Çoach K said in an interview, "Jason (Jay) Williams, the player, died. He died young, that great player, and now, he had to be kind of reborn." Pardon the melodrama, but I think I need to say it: Harshada Rajani, the budding pediatrician, died. She died young, too young. I haven't quite fully accepted the finality of that statement. I still hope and pray that maybe tomorrow, I'll wake up whole and perfect again. I still fight those demons, bullies, and failing muscles, everyday, believing that if I try hard enough, this will all go away. I still consider myself a medical student who is on an extended medical leave; I can't let go. I still internally cringe every time I hear about another young person becoming a doctor, and so easily and freely living their dreams, MY dreams. But, if I actually fought my way back to medical school one day and my body wasn't exactly the same as it was before, would it even be fun anymore? Given everything that has happened to me physically and emotionally, is that even my dream anymore, or merely a symbol of the OH that I've been chasing?

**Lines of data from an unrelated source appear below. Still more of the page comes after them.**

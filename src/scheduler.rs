//! 一次性定时器调度。
//!
//! [`TokioScheduler`] 在 tokio 运行时上计时；[`ManualScheduler`] 使用虚拟时钟，
//! 由宿主（UI 事件循环或测试）显式推进。

use std::time::Duration;

use parking_lot::Mutex;
use tokio_util::sync::CancellationToken;

use crate::error::PlayerError;

/// 定时器到期后执行的任务
pub type Task = Box<dyn FnOnce() + Send + 'static>;

pub trait Scheduler: Send + Sync {
    /// 在 `delay` 之后执行一次 `task`
    fn schedule(&self, delay: Duration, task: Task) -> TimerHandle;
}

/// 已调度定时器的句柄
#[derive(Debug, Clone)]
pub struct TimerHandle {
    token: CancellationToken,
}

impl TimerHandle {
    fn new() -> Self {
        Self {
            token: CancellationToken::new(),
        }
    }

    /// 取消定时器，可重复调用
    pub fn cancel(&self) {
        self.token.cancel();
    }

    pub fn is_cancelled(&self) -> bool {
        self.token.is_cancelled()
    }
}

pub struct TokioScheduler {
    handle: tokio::runtime::Handle,
}

impl TokioScheduler {
    /// 绑定到当前 tokio 运行时
    pub fn current() -> Result<Self, PlayerError> {
        Ok(Self {
            handle: tokio::runtime::Handle::try_current()?,
        })
    }

    pub fn with_handle(handle: tokio::runtime::Handle) -> Self {
        Self { handle }
    }
}

impl Scheduler for TokioScheduler {
    fn schedule(&self, delay: Duration, task: Task) -> TimerHandle {
        let timer = TimerHandle::new();
        let token = timer.token.clone();

        self.handle.spawn(async move {
            tokio::select! {
                biased;
                _ = token.cancelled() => {}
                _ = tokio::time::sleep(delay) => task(),
            }
        });

        timer
    }
}

struct PendingTask {
    due: Duration,
    seq: u64,
    token: CancellationToken,
    task: Task,
}

#[derive(Default)]
struct ManualClock {
    now: Duration,
    next_seq: u64,
    pending: Vec<PendingTask>,
}

/// 手动推进的虚拟时钟调度器
#[derive(Default)]
pub struct ManualScheduler {
    clock: Mutex<ManualClock>,
}

impl ManualScheduler {
    pub fn new() -> Self {
        Self::default()
    }

    /// 当前虚拟时间
    pub fn now(&self) -> Duration {
        self.clock.lock().now
    }

    /// 尚未到期且未取消的定时器数量
    pub fn pending(&self) -> usize {
        self.clock
            .lock()
            .pending
            .iter()
            .filter(|p| !p.token.is_cancelled())
            .count()
    }

    /// 推进虚拟时间，按到期顺序执行到期的任务
    pub fn advance(&self, by: Duration) {
        let mut due = {
            let mut clock = self.clock.lock();
            clock.now += by;
            let now = clock.now;
            let (ready, waiting): (Vec<_>, Vec<_>) =
                clock.pending.drain(..).partition(|p| p.due <= now);
            clock.pending = waiting;
            ready
        };
        due.sort_by_key(|p| (p.due, p.seq));

        // 任务在锁外执行，任务内可以再次调度
        for pending in due {
            if !pending.token.is_cancelled() {
                (pending.task)();
            }
        }
    }
}

impl Scheduler for ManualScheduler {
    fn schedule(&self, delay: Duration, task: Task) -> TimerHandle {
        let timer = TimerHandle::new();
        let mut clock = self.clock.lock();
        let seq = clock.next_seq;
        clock.next_seq += 1;
        let due = clock.now + delay;
        clock.pending.push(PendingTask {
            due,
            seq,
            token: timer.token.clone(),
            task,
        });
        timer
    }
}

When I woke up in the ICU, completely paralyzed from head to toe, my mom first said to me five simple words, "YOU are not your body." It's taken me six years and an Oprah interview with Jay Williams to finally understand what those words meant. Without a doubt, our bodies are fallible, so vulnerable to the unforgiving wrath of Mother Nature, but we don't have to be. We, along with our personalities and passions, can be constant, enduring, infallible. We are not our bodies. We are not our health. Our hopes and dreams don't need to be defined by our health. Every person who has experienced a personal tragedy inevitably has a pre-tragedy and post-tragedy life, with the former seeming so perfect and the latter seeming so complicated. The key is finding a way to reconcile the two, to take a long, hard look inside one's heart and soul, and figure what truly makes one happy. I haven't quite figured that out yet, but I hope I'm getting close. I'll leave you all with a quote from Mahatma Gandhi, one that never really resonated with me until now, and is also, of course, tattooed on Jay Williams: "Strength does not come from physical capacity. It comes from an indomitable will."